++++ DATASET RECORDS

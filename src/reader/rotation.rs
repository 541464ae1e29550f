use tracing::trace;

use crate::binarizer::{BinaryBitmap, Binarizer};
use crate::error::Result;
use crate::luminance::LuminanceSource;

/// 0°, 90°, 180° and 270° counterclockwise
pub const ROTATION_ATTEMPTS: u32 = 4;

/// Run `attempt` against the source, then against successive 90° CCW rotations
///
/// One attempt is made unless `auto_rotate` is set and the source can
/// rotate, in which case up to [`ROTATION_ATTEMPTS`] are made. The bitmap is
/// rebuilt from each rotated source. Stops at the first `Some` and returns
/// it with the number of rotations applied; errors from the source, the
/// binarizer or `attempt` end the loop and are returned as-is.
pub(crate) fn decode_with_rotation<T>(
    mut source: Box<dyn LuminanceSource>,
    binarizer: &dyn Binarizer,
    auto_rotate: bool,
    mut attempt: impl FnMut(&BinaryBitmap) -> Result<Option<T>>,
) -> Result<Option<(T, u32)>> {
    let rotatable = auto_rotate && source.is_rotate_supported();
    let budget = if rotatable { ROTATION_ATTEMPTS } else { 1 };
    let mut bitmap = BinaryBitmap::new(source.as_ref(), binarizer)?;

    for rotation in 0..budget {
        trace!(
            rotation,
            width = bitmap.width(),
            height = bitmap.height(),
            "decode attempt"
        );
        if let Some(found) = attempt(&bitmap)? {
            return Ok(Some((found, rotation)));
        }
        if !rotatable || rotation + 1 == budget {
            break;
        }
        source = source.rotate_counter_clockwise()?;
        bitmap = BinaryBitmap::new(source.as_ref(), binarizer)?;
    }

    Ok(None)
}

++++++++
++++ DATASET RECORDS

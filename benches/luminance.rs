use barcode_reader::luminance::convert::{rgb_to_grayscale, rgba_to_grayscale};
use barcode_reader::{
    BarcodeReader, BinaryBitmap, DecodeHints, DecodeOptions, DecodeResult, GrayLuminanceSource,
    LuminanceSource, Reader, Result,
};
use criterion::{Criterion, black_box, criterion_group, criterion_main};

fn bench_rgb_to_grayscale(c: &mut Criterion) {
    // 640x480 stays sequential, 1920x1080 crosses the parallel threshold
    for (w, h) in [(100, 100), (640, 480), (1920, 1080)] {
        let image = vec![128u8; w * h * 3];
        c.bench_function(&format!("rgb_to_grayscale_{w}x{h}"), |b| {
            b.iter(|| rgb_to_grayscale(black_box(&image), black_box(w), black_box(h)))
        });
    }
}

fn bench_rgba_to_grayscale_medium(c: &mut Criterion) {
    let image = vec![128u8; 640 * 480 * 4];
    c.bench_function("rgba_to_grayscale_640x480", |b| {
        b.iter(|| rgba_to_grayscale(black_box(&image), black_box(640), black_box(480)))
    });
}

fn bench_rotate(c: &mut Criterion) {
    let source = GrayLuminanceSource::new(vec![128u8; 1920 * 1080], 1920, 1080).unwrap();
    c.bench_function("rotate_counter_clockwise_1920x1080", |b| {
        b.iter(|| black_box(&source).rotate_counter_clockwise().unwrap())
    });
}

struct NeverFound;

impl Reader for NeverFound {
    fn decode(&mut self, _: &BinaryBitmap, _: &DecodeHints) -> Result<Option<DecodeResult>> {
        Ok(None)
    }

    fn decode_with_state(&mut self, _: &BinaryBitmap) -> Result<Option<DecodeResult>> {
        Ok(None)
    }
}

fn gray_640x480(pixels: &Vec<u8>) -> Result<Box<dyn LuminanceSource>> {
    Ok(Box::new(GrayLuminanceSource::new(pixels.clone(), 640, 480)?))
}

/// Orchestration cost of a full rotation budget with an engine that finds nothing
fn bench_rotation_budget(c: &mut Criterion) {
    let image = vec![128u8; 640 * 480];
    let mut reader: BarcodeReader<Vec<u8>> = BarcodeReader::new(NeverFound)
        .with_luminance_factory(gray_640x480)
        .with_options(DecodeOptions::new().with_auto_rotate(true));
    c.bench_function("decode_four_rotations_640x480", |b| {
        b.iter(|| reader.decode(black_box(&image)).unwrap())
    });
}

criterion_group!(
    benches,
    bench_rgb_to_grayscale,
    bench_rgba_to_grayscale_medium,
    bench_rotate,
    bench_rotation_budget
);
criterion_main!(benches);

++++++++
++++ DATASET RECORDS

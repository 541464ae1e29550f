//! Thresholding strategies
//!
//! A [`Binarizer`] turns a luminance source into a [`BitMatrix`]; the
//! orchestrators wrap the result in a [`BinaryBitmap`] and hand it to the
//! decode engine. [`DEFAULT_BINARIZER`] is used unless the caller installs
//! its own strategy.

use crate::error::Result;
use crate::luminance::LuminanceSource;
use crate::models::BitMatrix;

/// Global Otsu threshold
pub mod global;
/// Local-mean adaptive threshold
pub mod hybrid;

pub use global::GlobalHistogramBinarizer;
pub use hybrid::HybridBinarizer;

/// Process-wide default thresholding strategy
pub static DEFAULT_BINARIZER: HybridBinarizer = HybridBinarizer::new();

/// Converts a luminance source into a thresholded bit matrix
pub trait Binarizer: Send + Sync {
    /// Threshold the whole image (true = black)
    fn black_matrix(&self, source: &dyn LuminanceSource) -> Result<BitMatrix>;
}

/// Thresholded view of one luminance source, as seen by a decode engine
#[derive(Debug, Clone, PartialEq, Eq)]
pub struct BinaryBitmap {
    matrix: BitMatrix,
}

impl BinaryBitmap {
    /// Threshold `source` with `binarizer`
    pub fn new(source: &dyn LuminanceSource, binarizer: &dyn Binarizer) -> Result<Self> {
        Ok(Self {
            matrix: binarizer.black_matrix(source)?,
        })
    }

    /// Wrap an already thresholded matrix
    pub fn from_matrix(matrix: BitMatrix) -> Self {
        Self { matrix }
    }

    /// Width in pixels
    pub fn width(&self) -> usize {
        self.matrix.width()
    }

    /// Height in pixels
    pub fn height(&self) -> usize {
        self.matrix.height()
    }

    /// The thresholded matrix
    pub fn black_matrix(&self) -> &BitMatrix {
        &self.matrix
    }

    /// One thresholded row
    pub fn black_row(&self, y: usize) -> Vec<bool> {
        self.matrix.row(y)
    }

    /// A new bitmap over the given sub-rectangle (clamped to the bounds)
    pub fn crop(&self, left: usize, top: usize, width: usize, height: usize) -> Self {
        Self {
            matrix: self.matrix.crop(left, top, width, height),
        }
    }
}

++++++++

WHAT THE TASK ASKS: Copy each line of the records that has "crate" in it.

SOLUTION FOR THIS PROBLEM:
use crate::binarizer::{BinaryBitmap, Binarizer};
use crate::error::Result;
use crate::luminance::LuminanceSource;
pub(crate) fn decode_with_rotation<T>(
use crate::error::Result;
use crate::luminance::LuminanceSource;
use crate::models::BitMatrix;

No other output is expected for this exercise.